As attack methodologies advance, the detection of tools is essential for security professionals to manage extensive networks of devices that are not necessarily reliable.
In recent years, security measures have increased significantly and malicious actors have advanced their techniques to keep pace, especially with advances in attack methods such as fileless malware. The security model of’ serverless’ computer platforms such as AWS Lambda is also totally different from traditional computers. The traditional model of checking file hashes against known malware samples does not effectively secure these itinerant computing concepts.
In order to protect business systems against cyberattacks, a robust, modern defense requires an adaptive monitoring solution that uses machine learning to identify anomalous patterns that indicate an attack in its infancy.
Much of the basis for this has been laid in recent years, with system events analyzed by endpoint detection services.
“The network connection has been opened, the registry key has been modified, the process has been created… The challenge is to map known malicious behaviors that essentially do the same,” Josh Zelonis, senior security and risk analyst for Forrester, said.

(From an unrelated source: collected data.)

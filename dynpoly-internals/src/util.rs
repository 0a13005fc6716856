//! Internal utility types.

/// Marker type used when type-erasing a stored value.
///
/// This zero-sized type is the pointee of every erased payload pointer. A
/// `NonNull<Erased>` points at a value of some concrete type that is only
/// known to the [`Lifecycle`](crate::Lifecycle) travelling next to it.
///
/// Using a distinct marker type (rather than `()` or `u8`) makes the intent
/// clearer in type signatures and prevents accidental reads through the
/// pointer.
pub(crate) struct Erased;
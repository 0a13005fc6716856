//! Storage that refers to a value owned elsewhere.
//!
//! Neither state ever allocates, clones the referent, or runs its destructor.
//! The referent's lifetime is carried as `'a`, so the borrow checker rejects a
//! state that would outlive it.
//!
//! This module encapsulates the `ptr` fields, ensuring they are only created
//! from a reference by [`RawBorrowed::new`] and [`RawBorrowedMut::new`].

use core::{marker::PhantomData, ptr::NonNull};

use crate::{
    erased::{ErasedMut, ErasedRef},
    storage::{PolicyKind, RawStorage, StorageError, sealed},
    util::Erased,
    vtable::Lifecycle,
};

/// A read-only reference to a payload owned elsewhere.
///
/// Copying copies the reference. Unique access is refused.
#[derive(Clone, Copy)]
pub struct RawBorrowed<'a> {
    /// Pointer to the referent
    ///
    /// # Safety
    ///
    /// The following safety invariants are guaranteed to be upheld as long as
    /// this struct exists:
    ///
    /// 1. The pointer was created from a `&'a T` for the referent's type `T`.
    ptr: NonNull<Erased>,
    /// Marker to tell the compiler that we should
    /// behave the same as a `&'a Erased`
    _marker: PhantomData<&'a Erased>,
}

impl<'a> RawBorrowed<'a> {
    /// Creates a new [`RawBorrowed`] referring to `value`.
    pub fn new<T: 'static>(value: &'a T) -> Self {
        Self {
            // SAFETY:
            // 1. Created from a `&'a T`
            ptr: NonNull::from(value).cast::<Erased>(),
            _marker: PhantomData,
        }
    }
}

impl sealed::Sealed for RawBorrowed<'_> {}

impl RawStorage for RawBorrowed<'_> {
    const KIND: PolicyKind = PolicyKind::Borrowed;

    unsafe fn payload<'b>(&'b self, lifecycle: &Lifecycle) -> ErasedRef<'b> {
        // SAFETY:
        // 1. The referent is initialized and `lifecycle` describes it (guaranteed by
        //    the caller)
        // 2. The referent is borrowed for `'a`, which outlives `'b`
        unsafe { ErasedRef::new(self.ptr, lifecycle.type_id_fn()) }
    }

    unsafe fn payload_mut<'b>(
        &'b mut self,
        _lifecycle: &Lifecycle,
    ) -> Result<ErasedMut<'b>, StorageError> {
        Err(StorageError::InvalidOperationForPolicy {
            policy: Self::KIND,
            operation: "mutable access",
        })
    }

    unsafe fn try_clone(&self, _lifecycle: &Lifecycle) -> Result<Self, StorageError> {
        Ok(*self)
    }

    unsafe fn destroy(self, _lifecycle: &Lifecycle) {}
}

/// A writable reference to a payload owned elsewhere.
///
/// Cannot be copied, since two copies would alias the unique borrow.
pub struct RawBorrowedMut<'a> {
    /// Pointer to the referent
    ///
    /// # Safety
    ///
    /// The following safety invariants are guaranteed to be upheld as long as
    /// this struct exists:
    ///
    /// 1. The pointer was created from a `&'a mut T` for the referent's type
    ///    `T`.
    ptr: NonNull<Erased>,
    /// Marker to tell the compiler that we should
    /// behave the same as a `&'a mut Erased`
    _marker: PhantomData<&'a mut Erased>,
}

impl<'a> RawBorrowedMut<'a> {
    /// Creates a new [`RawBorrowedMut`] referring to `value`.
    pub fn new<T: 'static>(value: &'a mut T) -> Self {
        Self {
            // SAFETY:
            // 1. Created from a `&'a mut T`
            ptr: NonNull::from(value).cast::<Erased>(),
            _marker: PhantomData,
        }
    }
}

impl sealed::Sealed for RawBorrowedMut<'_> {}

impl RawStorage for RawBorrowedMut<'_> {
    const KIND: PolicyKind = PolicyKind::BorrowedMut;

    unsafe fn payload<'b>(&'b self, lifecycle: &Lifecycle) -> ErasedRef<'b> {
        // SAFETY:
        // 1. The referent is initialized and `lifecycle` describes it (guaranteed by
        //    the caller)
        // 2. We hold the unique borrow for `'a` and lend it out shared for `'b`
        unsafe { ErasedRef::new(self.ptr, lifecycle.type_id_fn()) }
    }

    unsafe fn payload_mut<'b>(
        &'b mut self,
        lifecycle: &Lifecycle,
    ) -> Result<ErasedMut<'b>, StorageError> {
        // SAFETY:
        // 1. The referent is initialized and `lifecycle` describes it (guaranteed by
        //    the caller)
        // 2. We hold the unique borrow for `'a` and lend it out uniquely for `'b`.
        //    The pointer came from a `&mut`, so it allows writes
        Ok(unsafe { ErasedMut::new(self.ptr, lifecycle.type_id_fn()) })
    }

    unsafe fn try_clone(&self, _lifecycle: &Lifecycle) -> Result<Self, StorageError> {
        Err(StorageError::NotCopyable { policy: Self::KIND })
    }

    unsafe fn destroy(self, _lifecycle: &Lifecycle) {}
}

To build this, you need two people in the room: A data scientist who understands the map and can build these models … [and] an expert in offensive techniques to help them build the model and understand the abstraction of what they do, so that they can statistically identify when an opponent does something similar.
The accurate connection of aggregations of system events with anomalous activities is only one step on the security staircase-determining the difference between legitimate workflow changes and malicious activity is a higher-level task for machine learning or artificial intelligence. Various vendors offer a variety of security information and event management (SIEM) approaches that leverage ML / AI.
ExtraHop’s Reveal (x) platform provides network traffic analysts for business networks, provides insight into connections and identifies potential threats using rules and behavior-based analytics coupled with logical device groups. The platform also applauds “full context and one-click research workflows for each detection.”
Vectra Cognito is an AI-powered security platform that uses an analysis of known malware payloads and techniques to detect future or unknown threats to machine learning models. It also analyzes user behavior and local networks or customer-specific attributes in order to gain a basic understanding of normal compared to which anomalous behavior can be identified.
The 1U rack-mountable network security devices from CoreLight Corelight are designed to produce comprehensive and operable logs based on a variety of factors. The CoreLight platform can be used to track DNS queries and responses, as well as potentially problematic environmental factors, such as out – of-date or vulnerable software, abnormal environment keyboard settings, self-signed, expired or expired SSL certificates, as well as detecting which network systems have accessed a malicious file.
DataVisor are aimed more at transactional security than network security, with products aimed at moderating and filtering content, transaction fraud (including promotional abuse and loyalty fraud), account opening and monitoring, and the detection and prevention of money laundering.
The company applauds its ability to provide detailed information on why patterns are marked as anomalous, citing a tendency to treat competitive AI / ML models as “black boxes.”
For all the advances that AI / ML promises to improve cybersecurity
It is not a replacement for the traditional basis for establishing basic security hygiene in a given organization. “What people need to worry about when they deploy is how control systems are used or accessed… this is the gateway to all other devices. If someone checks their email on [an industrial control system, you’ll have a bad time,” Zelonis said. “There is really no technological solution for in-depth social engineering.”
According to Eric Ogren, senior analyst for information security at 451 Research, SIEM is likely to integrate user data in the future. “the first step is who accesses[ a device]? And do they access normal hours with normal protocols? Do they have permissions? Are they authorized? I’m beginning to see many of the same vendors for access control integrated with identity information.”